**YOUR INSTRUCTIONS**
Report every line from the following entries that contains the string "properties".

**TASK INPUT**
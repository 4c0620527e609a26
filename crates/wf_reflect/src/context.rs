use chrono::{FixedOffset, Offset, Utc};

use crate::error::ReflectError;

/// Maximum nesting depth a single conversion may recurse through.
///
/// Object graphs deeper than this fail with [`ReflectError::TooDeep`] rather
/// than exhausting the stack.
pub const MAX_BIND_DEPTH: usize = 128;

/// Ambient state threaded through every [`Coerce`](crate::Coerce) call.
///
/// The context carries the policies a conversion needs but individual
/// properties cannot know: the time zone dates are rendered in, whether nil
/// values and unknown keys are skipped, and the current recursion depth.
/// Serializers construct one per operation from their configuration.
#[derive(Debug, Clone)]
pub struct BindContext {
    time_zone: FixedOffset,
    ignore_nil: bool,
    ignore_unknown: bool,
    depth: usize,
}

impl BindContext {
    /// Creates a context with explicit policies.
    pub fn new(time_zone: FixedOffset, ignore_nil: bool, ignore_unknown: bool) -> Self {
        Self { time_zone, ignore_nil, ignore_unknown, depth: 0 }
    }

    /// The offset dates are rendered in and naive timestamps are read in.
    #[inline]
    pub const fn time_zone(&self) -> FixedOffset {
        self.time_zone
    }

    /// Whether nil properties and entries are skipped instead of emitted or
    /// assigned.
    #[inline]
    pub const fn ignore_nil(&self) -> bool {
        self.ignore_nil
    }

    /// Whether keys with no matching property are skipped instead of
    /// reported.
    #[inline]
    pub const fn ignore_unknown(&self) -> bool {
        self.ignore_unknown
    }

    /// Current recursion depth.
    #[inline]
    pub const fn depth(&self) -> usize {
        self.depth
    }

    /// Steps one level deeper, failing once [`MAX_BIND_DEPTH`] is reached.
    ///
    /// Every successful `enter` must be paired with a [`leave`](Self::leave)
    /// on the non-error path.
    #[inline]
    pub fn enter(&mut self) -> Result<(), ReflectError> {
        if self.depth >= MAX_BIND_DEPTH {
            return Err(ReflectError::TooDeep(MAX_BIND_DEPTH));
        }
        self.depth += 1;
        Ok(())
    }

    /// Steps back out of a level entered with [`enter`](Self::enter).
    #[inline]
    pub fn leave(&mut self) {
        self.depth = self.depth.saturating_sub(1);
    }
}

impl Default for BindContext {
    /// UTC rendering, nil values skipped, unknown keys reported.
    fn default() -> Self {
        Self::new(Utc.fix(), true, false)
    }
}
use core::any::TypeId;
use core::fmt::Debug;

use crate::hash::NoOpHashState;
use crate::hash::hashbrown::HashMap;
use crate::hash::hashbrown::hash_map::Entry;

// -----------------------------------------------------------------------------
// TypeIdMap

/// A map container with [`TypeId`] as the fixed key type.
///
/// `TypeId` is already a high-quality hash, so the underlying [`HashMap`]
/// runs with [`NoOpHashState`] and skips rehashing entirely.
///
/// The interface exposes no [`HashMap`] specifics, leaving room to change
/// the underlying container without breaking callers.
pub struct TypeIdMap<V>(HashMap<TypeId, V, NoOpHashState>);

impl<V> TypeIdMap<V> {
    /// Creates an empty `TypeIdMap`.
    ///
    /// # Examples
    ///
    /// ```
    /// use wf_utils::TypeIdMap;
    /// let map = TypeIdMap::<i32>::new();
    /// ```
    #[inline]
    pub const fn new() -> Self {
        Self(HashMap::with_hasher(NoOpHashState))
    }

    /// Creates an empty `TypeIdMap` with at least the specified capacity.
    #[inline]
    pub fn with_capacity(capacity: usize) -> Self {
        Self(HashMap::with_capacity_and_hasher(capacity, NoOpHashState))
    }

    /// Attempts to insert a key-value pair into the map.
    ///
    /// - Returns `true` if the key was not present and the pair was inserted.
    /// - Returns `false` if the key already exists, leaving the map unchanged.
    ///
    /// The closure `f` is only called if the key is not present.
    #[inline]
    pub fn try_insert(&mut self, type_id: TypeId, f: impl FnOnce() -> V) -> bool {
        match self.0.entry(type_id) {
            Entry::Vacant(entry) => {
                entry.insert(f());
                true
            }
            Entry::Occupied(_) => false,
        }
    }

    /// Returns a reference to the value corresponding to the type.
    pub fn get(&self, type_id: &TypeId) -> Option<&V> {
        self.0.get(type_id)
    }

    /// Returns a reference to the value corresponding to the type.
    #[inline(always)]
    pub fn get_type<T: ?Sized + 'static>(&self) -> Option<&V> {
        self.get(&TypeId::of::<T>())
    }

    /// Returns a mutable reference to the value corresponding to the type.
    pub fn get_mut(&mut self, type_id: &TypeId) -> Option<&mut V> {
        self.0.get_mut(type_id)
    }

    /// Inserts a key-value pair into the map, returning the previous value
    /// if the key was present.
    pub fn insert(&mut self, type_id: TypeId, v: V) -> Option<V> {
        self.0.insert(type_id, v)
    }

    /// Removes a key from the map, returning the value at the key if the
    /// key was previously in the map.
    pub fn remove(&mut self, type_id: &TypeId) -> Option<V> {
        self.0.remove(type_id)
    }

    /// Returns `true` if the map contains a value for the specified key.
    pub fn contains(&self, type_id: &TypeId) -> bool {
        self.0.contains_key(type_id)
    }

    /// Returns the number of elements in the map.
    #[inline]
    pub fn len(&self) -> usize {
        self.0.len()
    }

    /// Returns `true` if the map contains no elements.
    #[inline]
    pub fn is_empty(&self) -> bool {
        self.0.is_empty()
    }

    /// An iterator visiting all key-value pairs in arbitrary order.
    #[inline]
    pub fn iter(&self) -> impl ExactSizeIterator<Item = (&TypeId, &V)> {
        self.0.iter()
    }

    /// An iterator visiting all values in arbitrary order.
    #[inline]
    pub fn values(&self) -> impl ExactSizeIterator<Item = &V> {
        self.0.values()
    }
}

// -----------------------------------------------------------------------------
// Traits

impl<T> Default for TypeIdMap<T> {
    #[inline]
    fn default() -> Self {
        Self::new()
    }
}

impl<T: Clone> Clone for TypeIdMap<T> {
    fn clone(&self) -> Self {
        Self(self.0.clone())
    }
}

impl<T: Debug> Debug for TypeIdMap<T> {
    fn fmt(&self, f: &mut core::fmt::Formatter<'_>) -> core::fmt::Result {
        Debug::fmt(&self.0, f)
    }
}

#[cfg(test)]
mod tests {
    use super::TypeIdMap;
    use core::any::TypeId;

    #[test]
    fn try_insert_keeps_first_value() {
        let mut map = TypeIdMap::new();
        let id = TypeId::of::<u32>();

        assert!(map.try_insert(id, || 1));
        assert!(!map.try_insert(id, || 2));
        assert_eq!(map.get(&id), Some(&1));
        assert_eq!(map.len(), 1);
    }

    #[test]
    fn typed_lookup() {
        let mut map = TypeIdMap::new();
        map.insert(TypeId::of::<String>(), "text");

        assert_eq!(map.get_type::<String>(), Some(&"text"));
        assert_eq!(map.get_type::<bool>(), None);
    }
}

**EXERCISE ANSWER**
/// properties cannot know: the time zone dates are rendered in, whether nil
    /// Whether nil properties and entries are skipped instead of emitted or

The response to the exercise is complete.